§ **Supplied material**:
----

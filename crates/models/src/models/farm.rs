use serde::{Deserialize, Serialize};
use ts_rs::TS;

/// Geographic position of a farm.
#[derive(Debug, Clone, Copy, PartialEq, Serialize, Deserialize, TS)]
pub struct FarmCoordinates {
    pub latitude: f64,
    pub longitude: f64,
}

/// The farm the dashboard is currently scoped to.
///
/// An empty `farm_id` means "no farm selected yet" and is a normal state,
/// not an error: fetch cycles are skipped until a farm is mounted.
#[derive(Debug, Clone, Default, PartialEq, Serialize, Deserialize, TS)]
pub struct FarmContext {
    pub farm_id: String,
    pub coordinates: Option<FarmCoordinates>,
}

impl FarmContext {
    pub fn new(farm_id: impl Into<String>, coordinates: Option<FarmCoordinates>) -> Self {
        Self {
            farm_id: farm_id.into(),
            coordinates,
        }
    }

    /// Whether a farm is selected at all.
    pub fn has_farm(&self) -> bool {
        !self.farm_id.trim().is_empty()
    }
}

----

§ **Problem**: Give only the number of lines above that hold the string "impl".

§ **Solved exercise**: 2